An interesting feature of our findings is that the time saved by prehospital thrombolytic therapy substantially exceeded the time taken to transport the patient to hospital. Shorter ambulance response times and more complete recording of response times were seen in the prehospital therapy group. The reason for this was not assessed, but may indicate that the training received by paramedics in prehospital treatment of AMI encouraged more rapid responses and more complete documentation. Other factors may have contributed. If some of the patients who received treatment in hospital were not attended by paramedic crews from their local station, it may be that their calls were received at a time when all available local paramedic crews were already busy and unable to respond with their usual speed. Nevertheless, a major advantage of the widespread introduction of prehospital therapy is that it removes any potential delays in the assessment and treatment of patients after arrival in hospital.
Delivery of prehospital thrombolytic therapy could be achieved widely throughout the UK. The major limits to its effectiveness would be either failure in some patients to achieve reopening of the culprit artery or later arterial re-occlusion after successful initial thrombolysis. Primary percutaneous coronary intervention (PCI) can achieve a higher rate of arterial re-opening, can be performed safely and is being developed and promoted in some areas as the preferred approach to reperfusion for acute myocardial infarction.24 However, due to various geographic and resource constraints, this approach to treatment is not widely available yet.

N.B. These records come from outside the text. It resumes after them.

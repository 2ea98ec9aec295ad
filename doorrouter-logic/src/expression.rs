//! Condition expressions: `|` separates alternatives, `&` joins terms, and a
//! term is either a node label or a `.def` name.

use anyhow::{bail, ensure, Result};
use hashbrown::HashMap;
use std::collections::BTreeSet;

pub type LabelSet = BTreeSet<String>;

/// Disjunctive normal form: any one of the label sets suffices.
pub type Dnf = Vec<LabelSet>;

/// Removes duplicate alternatives and those implied by a smaller one, then
/// orders the rest by size.
pub fn simplify(mut dnf: Dnf) -> Dnf {
    dnf.sort_by(|a, b| a.len().cmp(&b.len()).then_with(|| a.cmp(b)));
    dnf.dedup();
    let mut out: Dnf = vec![];
    for alt in dnf {
        if !out.iter().any(|kept| kept.is_subset(&alt)) {
            out.push(alt);
        }
    }
    out
}

fn conjoin(left: &Dnf, right: &Dnf) -> Dnf {
    let mut out = vec![];
    for a in left {
        for b in right {
            out.push(a.union(b).cloned().collect());
        }
    }
    out
}

#[derive(Default, Debug)]
pub struct DefinitionTable {
    raw: HashMap<String, (String, usize)>,
    expanded: HashMap<String, Dnf>,
}

impl DefinitionTable {
    pub fn declare(&mut self, name: &str, expr: &str, line: usize) -> Result<()> {
        if let Some((_, prev)) = self.raw.get(name) {
            bail!("line {line}: {name} was already defined on line {prev}");
        }
        self.raw.insert(name.to_string(), (expr.to_string(), line));
        Ok(())
    }

    pub fn expand_all(&mut self) -> Result<()> {
        let mut names: Vec<String> = self.raw.keys().cloned().collect();
        names.sort();
        for name in names {
            self.resolve(&name, &mut vec![])?;
        }
        Ok(())
    }

    pub fn is_defined(&self, name: &str) -> bool {
        self.raw.contains_key(name)
    }

    fn resolve(&mut self, name: &str, stack: &mut Vec<String>) -> Result<Dnf> {
        if let Some(dnf) = self.expanded.get(name) {
            return Ok(dnf.clone());
        }
        if stack.iter().any(|x| x == name) {
            bail!("circular definition: {} > {name}", stack.join(" > "));
        }
        let Some((expr, _)) = self.raw.get(name).cloned() else {
            bail!("{name} is not defined");
        };
        stack.push(name.to_string());
        let dnf = self.parse(&expr, stack)?;
        stack.pop();
        self.expanded.insert(name.to_string(), dnf.clone());
        Ok(dnf)
    }

    fn parse(&mut self, expr: &str, stack: &mut Vec<String>) -> Result<Dnf> {
        let mut out: Dnf = vec![];
        for disjunct in expr.split('|') {
            let mut acc: Dnf = vec![LabelSet::new()];
            for term in disjunct.split('&') {
                let term = term.trim();
                ensure!(!term.is_empty(), "empty term in expression {expr:?}");
                let term_dnf = if self.is_defined(term) {
                    self.resolve(term, stack)?
                } else {
                    vec![[term.to_string()].into_iter().collect()]
                };
                acc = conjoin(&acc, &term_dnf);
            }
            out.extend(acc);
        }
        Ok(simplify(out))
    }
}

pub fn parse_expression(expr: &str, defs: &mut DefinitionTable) -> Result<Dnf> {
    defs.parse(expr, &mut vec![])
}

Bennefoy et al compared the outcome from primary angioplasty with that following prehospital thrombolytic therapy and rescue angioplasty in the 25% of cases with suspected failed thrombolysis.25 This latter approach yielded the lowest mortality figures (3.8%) recorded in the treatment of AMI in a large clinical trial, and suggested a 1% mortality advantage from early thrombolytic therapy and selected rescue angioplasty. The benefits of thrombolytic therapy and primary PCI may be complementary rather than mutually exclusive. Potential benefits of using thrombolytic therapy and/or platelet inhibitors before urgent facilitated PCI include rapid restoration of brisk coronary flow, enhanced tissue reperfusion, and greater myocardial salvage. It may be that optimal reduction in mortality and morbidity could be achieved by early paramedic-delivered thrombolytic and/or antithrombotic therapy and subsequent urgent PCI.

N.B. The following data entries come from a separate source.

impl Requirement {
    pub fn from_decl(
        decl: &RequirementDecl,
        resolve: &Resolver,
        config: &RouterConfig,
    ) -> Result<Requirement, RouterError> {
        let req = match decl {
            RequirementDecl::Require { node, set } => Requirement::Require {
                node: resolve(node)?,
                set: resolve_set(set, resolve)?,
            },
            RequirementDecl::Guarantee { node, set } => Requirement::Guarantee {
                node: resolve(node)?,
                set: resolve_set(set, resolve)?,
            },
            RequirementDecl::Missable { node, set } => {
                let node = resolve(node)?;
                let set = resolve_set(set, resolve)?;
                let mut children = vec![Requirement::Unreachable {
                    targets: set.clone(),
                }];
                if config.goal_based_missables {
                    children.push(Requirement::Nongoal {
                        targets: set.clone(),
                    });
                }
                children.push(Requirement::Guarantee { node, set });
                Requirement::ComplexOr {
                    node: Some(node),
                    children,
                }
            }
            RequirementDecl::Bridge { node, set } => Requirement::Bridge {
                node: resolve(node)?,
                set: resolve_set(set, resolve)?,
            },
            RequirementDecl::Orphanless { node } => Requirement::Orphanless {
                node: resolve(node)?,
            },
            RequirementDecl::Tag { node, tags } => Requirement::Tag {
                node: resolve(node)?,
                tags: tags.clone(),
            },
            RequirementDecl::Unreachable { targets } => Requirement::Unreachable {
                targets: resolve_set(targets, resolve)?,
            },
            RequirementDecl::Nongoal { targets } => Requirement::Nongoal {
                targets: resolve_set(targets, resolve)?,
            },
            RequirementDecl::ReachableFromWithout { node, from, avoid } => {
                Requirement::ReachableFromWithout {
                    node: resolve(node)?,
                    from: resolve(from)?,
                    avoid: resolve_set(avoid, resolve)?,
                }
            }
            RequirementDecl::Dependency { node, set } => Requirement::Dependency {
                node: resolve(node)?,
                set: resolve_set(set, resolve)?,
            },
            RequirementDecl::FullGuarantee { node, alternatives } => Requirement::FullGuarantee {
                node: resolve(node)?,
                alternatives: alternatives
                    .iter()
                    .map(|alt| resolve_set(alt, resolve))
                    .collect::<Result<Vec<NodeSet>, RouterError>>()?,
            },
            RequirementDecl::ComplexOr(children) => Requirement::ComplexOr {
                node: None,
                children: children
                    .iter()
                    .map(|c| Requirement::from_decl(c, resolve, config))
                    .collect::<Result<Vec<Requirement>, RouterError>>()?,
            },
            RequirementDecl::ComplexAnd(children) => Requirement::ComplexAnd {
                node: None,
                children: children
                    .iter()
                    .map(|c| Requirement::from_decl(c, resolve, config))
                    .collect::<Result<Vec<Requirement>, RouterError>>()?,
            },
        };
        Ok(req)
    }

    pub fn name(&self) -> &'static str {
        self.into()
    }

    /// The node whose rootedness gates verification, if any.
    pub fn bound_node(&self) -> Option<NodeId> {
        match self {
            Requirement::Require { node, .. }
            | Requirement::Guarantee { node, .. }
            | Requirement::Bridge { node, .. }
            | Requirement::Orphanless { node }
            | Requirement::Tag { node, .. }
            | Requirement::ReachableFromWithout { node, .. }
            | Requirement::Dependency { node, .. }
            | Requirement::FullGuarantee { node, .. } => Some(*node),
            Requirement::Unreachable { .. } | Requirement::Nongoal { .. } => None,
            Requirement::ComplexOr { node, .. } | Requirement::ComplexAnd { node, .. } => *node,
        }
    }

    /// Every node the requirement mentions.
    pub fn nodes(&self) -> NodeSet {
        let mut out = NodeSet::new();
        match self {
            Requirement::Require { node, set }
            | Requirement::Guarantee { node, set }
            | Requirement::Bridge { node, set }
            | Requirement::Dependency { node, set } => {
                out.insert(*node);
                out.extend(set.iter().copied());
            }
            Requirement::Orphanless { node } | Requirement::Tag { node, .. } => {
                out.insert(*node);
            }
            Requirement::Unreachable { targets } | Requirement::Nongoal { targets } => {
                out.extend(targets.iter().copied());
            }
            Requirement::ReachableFromWithout { node, from, avoid } => {
                out.insert(*node);
                out.insert(*from);
                out.extend(avoid.iter().copied());
            }
            Requirement::FullGuarantee { node, alternatives } => {
                out.insert(*node);
                out.extend(alternatives.iter().flatten().copied());
            }
            Requirement::ComplexOr { node, children } | Requirement::ComplexAnd { node, children } => {
                out.extend(node.iter().copied());
                for child in children {
                    out.extend(child.nodes());
                }
            }
        }
        out
    }

    fn describe(&self, graph: &Graph) -> String {
        match self.bound_node() {
            Some(n) => format!("{} {}", self.name(), graph.label(n)),
            None => self.name().to_string(),
        }
    }

    fn fail(&self, graph: &Graph, detail: String) -> ValidationFailure {
        ValidationFailure::Requirement {
            requirement: self.describe(graph),
            detail,
        }
    }

    /// Checks the requirement, skipping it while its bound node is unrooted.
    pub fn verify(&self, graph: &Graph, ctx: &VerifyContext) -> Result<(), ValidationFailure> {
        if let Some(n) = self.bound_node() {
            if !ctx.root.reached.contains(&n) {
                return Ok(());
            }
        }
        match self {
            Requirement::Require { node, set } => self.verify_require(graph, ctx, *node, set),
            Requirement::Guarantee { node, set } => {
                let guaranteed = ctx.root.guaranteed(*node).cloned().unwrap_or_default();
                let missing: Vec<&str> = graph.labels_of(set.difference(&guaranteed));
                if !missing.is_empty() {
                    return Err(self.fail(graph, format!("not guaranteed: {}", missing.join(", "))));
                }
                for alt in &ctx.root.full_guaranteed[*node] {
                    if !set.is_subset(alt) {
                        let missing = graph.labels_of(set.difference(alt));
                        return Err(self.fail(
                            graph,
                            format!("an alternative route skips {}", missing.join(", ")),
                        ));
                    }
                }
                Ok(())
            }
            Requirement::Bridge { node, set } => {
                let excluded: BTreeSet<EdgeId> = graph.nodes[*node]
                    .reverse_edges
                    .iter()
                    .copied()
                    .filter(|&e| set.contains(&graph.edges[e].source))
                    .collect();
                let r = graph.reachable_excluding(graph.root, true, &excluded);
                if r.reached.contains(node) {
                    return Err(self.fail(graph, "reachable from elsewhere".to_string()));
                }
                Ok(())
            }
            Requirement::Orphanless { node } => {
                for &n in &ctx.strict_root.reached {
                    if n == *node {
                        continue;
                    }
                    if ctx.strict_root.guaranteed(n).is_some_and(|g| g.contains(node)) {
                        return Err(self.fail(graph, format!("{} depends on it", graph.label(n))));
                    }
                }
                Ok(())
            }
            Requirement::Tag { node, tags } => {
                let n = &graph.nodes[*node];
                for &e in n.edges.iter().chain(n.reverse_edges.iter()) {
                    let edge = &graph.edges[e];
                    if !edge.generated {
                        continue;
                    }
                    let partner = if edge.source == *node {
                        edge.destination
                    } else {
                        edge.source
                    };
                    if graph.nodes[partner].tags.is_disjoint(tags) {
                        return Err(self.fail(
                            graph,
                            format!("partner {} is not tagged", graph.label(partner)),
                        ));
                    }
                }
                Ok(())
            }
            Requirement::Unreachable { targets } => {
                let reached: Vec<&str> = graph.labels_of(targets.intersection(&ctx.root.reached));
                if !reached.is_empty() {
                    return Err(self.fail(graph, format!("reached {}", reached.join(", "))));
                }
                Ok(())
            }
            Requirement::Nongoal { targets } => {
                let clean = graph.goal.iter().any(|conj| {
                    conj.is_subset(&ctx.root.reached)
                        && conj.iter().all(|m| {
                            !targets.contains(m)
                                && ctx.root.guaranteed(*m).map_or(true, |g| g.is_disjoint(targets))
                        })
                });
                if !clean {
                    return Err(self.fail(graph, "every goal route needs it".to_string()));
                }
                Ok(())
            }
            Requirement::ReachableFromWithout { node, from, avoid } => {
                if reachable_from_without(graph, ctx, *node, *from, avoid) {
                    Ok(())
                } else {
                    Err(self.fail(
                        graph,
                        format!("no route from {} avoiding {:?}", graph.label(*from), graph.labels_of(avoid)),
                    ))
                }
            }
            Requirement::Dependency { .. } => Ok(()),
            Requirement::FullGuarantee { node, alternatives } => {
                for alt in &ctx.root.full_guaranteed[*node] {
                    if !alternatives.iter().any(|s| s.is_subset(alt)) {
                        let labels = graph.labels_of(alt);
                        return Err(self.fail(
                            graph,
                            format!("route via {} has none of the alternatives", labels.join(", ")),
                        ));
                    }
                }
                Ok(())
            }
            Requirement::ComplexOr { children, .. } => {
                let mut messages: Vec<String> = vec![];
                for child in children {
                    match child.verify(graph, ctx) {
                        Ok(()) => return Ok(()),
                        Err(e) => messages.push(e.to_string()),
                    }
                }
                Err(self.fail(graph, messages.join("; ")))
            }
            Requirement::ComplexAnd { children, .. } => {
                for child in children {
                    child.verify(graph, ctx)?;
                }
                Ok(())
            }
        }
    }

    fn verify_require(
        &self,
        graph: &Graph,
        ctx: &VerifyContext,
        node: NodeId,
        set: &NodeSet,
    ) -> Result<(), ValidationFailure> {
        let guaranteed = ctx.root.guaranteed(node).cloned().unwrap_or_default();
        for &m in set {
            if ctx.root.guaranteed(m).is_some_and(|g| g.contains(&node)) {
                return Err(ValidationFailure::Impossible(format!(
                    "{} and {} require each other",
                    graph.label(node),
                    graph.label(m)
                )));
            }
        }
        let missing = graph.labels_of(set.difference(&guaranteed));
        if !missing.is_empty() {
            return Err(self.fail(graph, format!("not guaranteed: {}", missing.join(", "))));
        }
        for &m in set {
            let Some(requirers) = graph.requirers.get(&m) else {
                continue;
            };
            if requirers.len() < 2 {
                continue;
            }
            let avoid: NodeSet = requirers.iter().copied().filter(|&r| r != node).collect();
            if !admitted_path_avoiding(graph, &ctx.root, m, node, &avoid) {
                return Err(self.fail(
                    graph,
                    format!("{} only leads here through another requirer", graph.label(m)),
                ));
            }
        }
        Ok(())
    }
}
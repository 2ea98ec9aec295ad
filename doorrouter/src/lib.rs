// The changes suggested by this lint usually make the code more cluttered and less clear:
#![allow(clippy::needless_range_loop)]
#![allow(clippy::too_many_arguments)]

pub mod connect;
pub mod error;
pub mod graph;
pub mod output;
pub mod reduce;
pub mod requirement;
pub mod settings;
pub mod traverse;

pub use connect::{build_graph, connect_everything, ConnectSummary, Validators};
pub use error::{RouterError, ValidationFailure};
pub use graph::{ChangeLogEntry, Graph, NodeId, NodeSet};
pub use settings::RouterConfig;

It is hoped that further studies will clarify the most effective early approach to therapy for patients with AMI, and that expansion of facilities for primary PCI will make this therapy available with appropriate speed to a much larger number of patients. For the present, early delivery of thrombolytic therapy remains the goal for attempting to achieve early reperfusion in the majority of patients. Our study adds to the body of evidence showing that paramedics in the prehospital setting can achieve this promptly, safely and effectively. We suggest that provision of prehospital thrombolytic therapy should be considered not only in rural communities, but also in urban areas, where traffic congestion may contribute to substantial delays in access to acute hospital services.